Buffalo Grove hears proposal for combined recreational/medical pot shop

  • Buffalo Grove Trustee David Weidenfeld was the lone village board member to speak out against a proposed combination medical/recreational marijuana business along Milwaukee Avenue.

      Buffalo Grove Trustee David Weidenfeld was the lone village board member to speak out against a proposed combination medical/recreational marijuana business along Milwaukee Avenue. Steve Zalusky | Staff Photographer

 
Updated 11/5/2019 7:43 PM

When Buffalo Grove trustees recently approved zoning for recreational marijuana businesses, the conversation focused on the benefits or evils of the drug's use.

But in presenting a plan for a combination medical/recreational cannabis dispensary to village officials Monday, PDI Medical and its parent company, Cresco Labs, raised some eyebrows by downplaying recreational use and highlighting health.
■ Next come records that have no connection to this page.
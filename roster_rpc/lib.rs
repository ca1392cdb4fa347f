pub mod middleware;
pub mod pb;
mod server;
mod transport;

pub use server::{RpcConfig, RpcServer};
pub use transport::RosterRpc;
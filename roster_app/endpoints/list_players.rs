use async_trait::async_trait;
use serde::{Deserialize, Serialize};
use std::sync::Arc;

use roster_types::{Player, errors::ApplicationError};

use crate::{
    context::Context,
    endpoints::{Endpoint, ResponseError},
    service::PlayerService,
};

#[derive(Debug, Clone, Default, PartialEq, Eq, Deserialize)]
pub struct ListPlayersRequest {
    /// Empty means every position.
    #[serde(default)]
    pub position: String,
}

#[derive(Debug, Clone, Default, Serialize)]
pub struct ListPlayersResponse {
    #[serde(skip_serializing_if = "Vec::is_empty")]
    pub players: Vec<Player>,
    #[serde(rename = "error", skip_serializing_if = "Option::is_none")]
    pub err: Option<ResponseError>,
}

#[derive(Clone)]
pub struct ListPlayersEndpoint {
    service: Arc<dyn PlayerService>,
}

impl ListPlayersEndpoint {
    pub fn new(service: Arc<dyn PlayerService>) -> Self {
        Self { service }
    }
}

#[async_trait]
impl Endpoint for ListPlayersEndpoint {
    type Request = ListPlayersRequest;
    type Response = ListPlayersResponse;

    async fn call(
        &self,
        ctx: &Context,
        request: ListPlayersRequest,
    ) -> Result<ListPlayersResponse, ApplicationError> {
        match self.service.list_players(ctx, &request.position).await {
            Ok(players) => Ok(ListPlayersResponse { players, err: None }),
            Err(err) => Ok(ListPlayersResponse {
                players: vec![],
                err: Some(err.into()),
            }),
        }
    }
}
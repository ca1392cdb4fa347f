use uuid::Uuid;

/// Per-call context handed down from the transports to the service.
///
/// Cancellation follows the request future: when a transport drops it, the
/// pending repository call is dropped with it.
#[derive(Debug, Clone)]
pub struct Context {
    request_id: Uuid,
}

impl Context {
    pub fn new() -> Self {
        Self {
            request_id: Uuid::new_v4(),
        }
    }

    pub fn request_id(&self) -> Uuid {
        self.request_id
    }
}

impl Default for Context {
    fn default() -> Self {
        Self::new()
    }
}
use async_trait::async_trait;
use serde::Serialize;
use std::sync::Arc;

use roster_types::{Player, errors::ApplicationError};

use crate::{
    context::Context,
    endpoints::{Endpoint, ResponseError},
    service::PlayerService,
};

#[derive(Debug, Clone, Default, PartialEq, Eq)]
pub struct GetPlayerRequest {
    pub id: i64,
}

#[derive(Debug, Clone, Default, Serialize)]
pub struct GetPlayerResponse {
    #[serde(skip_serializing_if = "Option::is_none")]
    pub player: Option<Player>,
    #[serde(rename = "error", skip_serializing_if = "Option::is_none")]
    pub err: Option<ResponseError>,
}

#[derive(Clone)]
pub struct GetPlayerEndpoint {
    service: Arc<dyn PlayerService>,
}

impl GetPlayerEndpoint {
    pub fn new(service: Arc<dyn PlayerService>) -> Self {
        Self { service }
    }
}

#[async_trait]
impl Endpoint for GetPlayerEndpoint {
    type Request = GetPlayerRequest;
    type Response = GetPlayerResponse;

    async fn call(
        &self,
        ctx: &Context,
        request: GetPlayerRequest,
    ) -> Result<GetPlayerResponse, ApplicationError> {
        match self.service.get_player(ctx, request.id).await {
            Ok(player) => Ok(GetPlayerResponse {
                player: Some(player),
                err: None,
            }),
            Err(err) => Ok(GetPlayerResponse {
                player: None,
                err: Some(err.into()),
            }),
        }
    }
}
use async_trait::async_trait;
use std::sync::Arc;

use roster_types::errors::ApplicationError;

use crate::{context::Context, service::PlayerService};

mod delete_player;
mod get_player;
mod list_players;
mod response_error;
mod save_player;

pub use delete_player::{DeletePlayerEndpoint, DeletePlayerRequest, DeletePlayerResponse};
pub use get_player::{GetPlayerEndpoint, GetPlayerRequest, GetPlayerResponse};
pub use list_players::{ListPlayersEndpoint, ListPlayersRequest, ListPlayersResponse};
pub use response_error::ResponseError;
pub use save_player::{SavePlayerEndpoint, SavePlayerRequest, SavePlayerResponse};

/// A transport-agnostic request handler for one service operation.
///
/// Domain failures are carried inside `Self::Response`; an `Err` is reserved
/// for failures the transport itself has to deal with.
#[async_trait]
pub trait Endpoint: Send + Sync {
    type Request: Send;
    type Response: Send;

    async fn call(
        &self,
        ctx: &Context,
        request: Self::Request,
    ) -> Result<Self::Response, ApplicationError>;
}

/// All the endpoints of the players service, shared by every transport.
#[derive(Clone)]
pub struct Endpoints {
    pub list_players: ListPlayersEndpoint,
    pub get_player: GetPlayerEndpoint,
    pub save_player: SavePlayerEndpoint,
    pub delete_player: DeletePlayerEndpoint,
}

impl Endpoints {
    pub fn new(service: Arc<dyn PlayerService>) -> Self {
        Self {
            list_players: ListPlayersEndpoint::new(service.clone()),
            get_player: GetPlayerEndpoint::new(service.clone()),
            save_player: SavePlayerEndpoint::new(service.clone()),
            delete_player: DeletePlayerEndpoint::new(service),
        }
    }
}
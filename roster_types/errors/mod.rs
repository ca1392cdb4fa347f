use thiserror::Error;

pub mod db_error;

pub use db_error::DbError;

pub type Result<T, E = ApplicationError> = std::result::Result<T, E>;

const NOT_FOUND: &str = "not found";
const BAD_REQUEST: &str = "bad request";

#[derive(Debug, Error)]
pub enum ApplicationError {
    /// The requested player doesn't exist, or a listing matched nothing.
    #[error("not found")]
    NotFound,

    /// Malformed transport input, detected before reaching an endpoint.
    #[error("bad request")]
    BadRequest,

    #[error(transparent)]
    Db(#[from] DbError),

    #[error("Infrastructure error: {0}")]
    Infrastructure(String),

    #[error("{0}")]
    Unknown(String),
}

impl ApplicationError {
    pub fn kind(&self) -> ErrorKind {
        match self {
            ApplicationError::NotFound => ErrorKind::NotFound,
            ApplicationError::BadRequest => ErrorKind::BadRequest,
            _ => ErrorKind::Internal,
        }
    }
}

/// Coarse classification of a failure, used by transports to pick their
/// own representation (HTTP status codes, for instance).
#[derive(Debug, Clone, Copy, PartialEq, Eq, Hash)]
pub enum ErrorKind {
    NotFound,
    BadRequest,
    Internal,
}

impl ErrorKind {
    /// Classifies an error by its text alone.
    ///
    /// Any message that happens to equal "not found" or "bad request" is
    /// classified as such, whatever produced it.
    pub fn from_message(message: &str) -> Self {
        match message {
            NOT_FOUND => ErrorKind::NotFound,
            BAD_REQUEST => ErrorKind::BadRequest,
            _ => ErrorKind::Internal,
        }
    }
}

#[cfg(test)]
mod tests {
    use super::*;

    #[test]
    fn test_domain_errors_render_canonical_messages() {
        assert_eq!(ApplicationError::NotFound.to_string(), "not found");
        assert_eq!(ApplicationError::BadRequest.to_string(), "bad request");
    }

    #[test]
    fn test_kind_of_typed_errors() {
        assert_eq!(ApplicationError::NotFound.kind(), ErrorKind::NotFound);
        assert_eq!(ApplicationError::BadRequest.kind(), ErrorKind::BadRequest);
        assert_eq!(
            ApplicationError::Db(DbError::NoRows).kind(),
            ErrorKind::Internal
        );
        assert_eq!(
            ApplicationError::Unknown("database error".to_string()).kind(),
            ErrorKind::Internal
        );
    }

    #[test]
    fn test_kind_from_message_is_literal() {
        assert_eq!(ErrorKind::from_message("not found"), ErrorKind::NotFound);
        assert_eq!(ErrorKind::from_message("bad request"), ErrorKind::BadRequest);
        assert_eq!(ErrorKind::from_message("Not Found"), ErrorKind::Internal);
        assert_eq!(ErrorKind::from_message("database error"), ErrorKind::Internal);
    }

    #[test]
    fn test_unknown_keeps_original_text() {
        let err = ApplicationError::Unknown("connection reset".to_string());
        assert_eq!(err.to_string(), "connection reset");
    }
}
use axum::{
    extract::{
        Request,
        rejection::{PathRejection, QueryRejection},
    },
    http::{HeaderMap, HeaderValue, Method, StatusCode, header},
    middleware::Next,
    response::{IntoResponse, Response},
};
use serde::Serialize;

use roster_app::endpoints::ResponseError;
use roster_types::errors::{ApplicationError, ErrorKind};

const JSON_CONTENT_TYPE: &str = "application/json; charset=utf-8";

/// A failure detected by the transport itself, before or around an endpoint call.
#[derive(Debug)]
pub struct HttpError(pub ApplicationError);

impl From<ApplicationError> for HttpError {
    fn from(err: ApplicationError) -> Self {
        HttpError(err)
    }
}

impl From<PathRejection> for HttpError {
    fn from(rejection: PathRejection) -> Self {
        tracing::debug!(%rejection, "Invalid path parameter");
        HttpError(ApplicationError::BadRequest)
    }
}

impl From<QueryRejection> for HttpError {
    fn from(rejection: QueryRejection) -> Self {
        tracing::debug!(%rejection, "Invalid query string");
        HttpError(ApplicationError::BadRequest)
    }
}

impl IntoResponse for HttpError {
    fn into_response(self) -> Response {
        error_response(&ResponseError::from(&self.0))
    }
}

#[derive(Serialize)]
struct ErrorBody<'a> {
    error: &'a str,
}

pub fn status_for(kind: ErrorKind) -> StatusCode {
    match kind {
        ErrorKind::NotFound => StatusCode::NOT_FOUND,
        ErrorKind::BadRequest => StatusCode::BAD_REQUEST,
        ErrorKind::Internal => StatusCode::INTERNAL_SERVER_ERROR,
    }
}

/// `{"error": "<message>"}` with the status matching the error kind.
pub fn error_response(err: &ResponseError) -> Response {
    let status = status_for(err.kind());
    if status.is_server_error() {
        tracing::error!(error = %err, "Request failed");
    }

    json_response(
        status,
        &ErrorBody {
            error: err.message(),
        },
    )
}

pub fn json_response<T: Serialize>(status: StatusCode, body: &T) -> Response {
    match serde_json::to_vec(body) {
        Ok(bytes) => (status, [(header::CONTENT_TYPE, JSON_CONTENT_TYPE)], bytes).into_response(),
        Err(err) => {
            tracing::error!("JSON encode error: {}", err);
            (
                StatusCode::INTERNAL_SERVER_ERROR,
                [(header::CONTENT_TYPE, JSON_CONTENT_TYPE)],
                r#"{"error":"internal server error"}"#,
            )
                .into_response()
        }
    }
}

/// Fallback for unknown routes.
pub async fn not_found() -> Response {
    HttpError(ApplicationError::NotFound).into_response()
}

/// Sets the CORS headers on every response; `OPTIONS` stops here with an empty 200.
pub async fn access_control(request: Request, next: Next) -> Response {
    if request.method() == Method::OPTIONS {
        let mut response = StatusCode::OK.into_response();
        set_cors_headers(response.headers_mut());
        return response;
    }

    let mut response = next.run(request).await;
    set_cors_headers(response.headers_mut());
    response
}

fn set_cors_headers(headers: &mut HeaderMap) {
    headers.insert(
        header::ACCESS_CONTROL_ALLOW_ORIGIN,
        HeaderValue::from_static("*"),
    );
    headers.insert(
        header::ACCESS_CONTROL_ALLOW_METHODS,
        HeaderValue::from_static("GET, POST, PUT, DELETE, OPTIONS"),
    );
    headers.insert(
        header::ACCESS_CONTROL_ALLOW_HEADERS,
        HeaderValue::from_static("Origin, Content-Type"),
    );
}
                                                                                                                                                                                                                       
 

"Our goal is to normalize cannabis across the nation by reframing the conversation around wellness," said John Sullivan, executive vice president for public affairs at Cresco, a publicly traded company based in Chicago.

Village trustees voted Monday to refer the proposal to the town's planning and zoning commission for further review. Trustee David Weidenfeld, who adamantly opposed allowing recreational marijuana sales in the village, cast the lone dissenting vote.

PDI wants to create the combination medical/recreational facility at 830-840 Milwaukee Ave., replacing its existing medical-only dispensary at 1623 Barclay Blvd.

Deputy Village Manager Christopher Stilling said the application for a required special use permit meets the minimum standards for zoning, location and buffering.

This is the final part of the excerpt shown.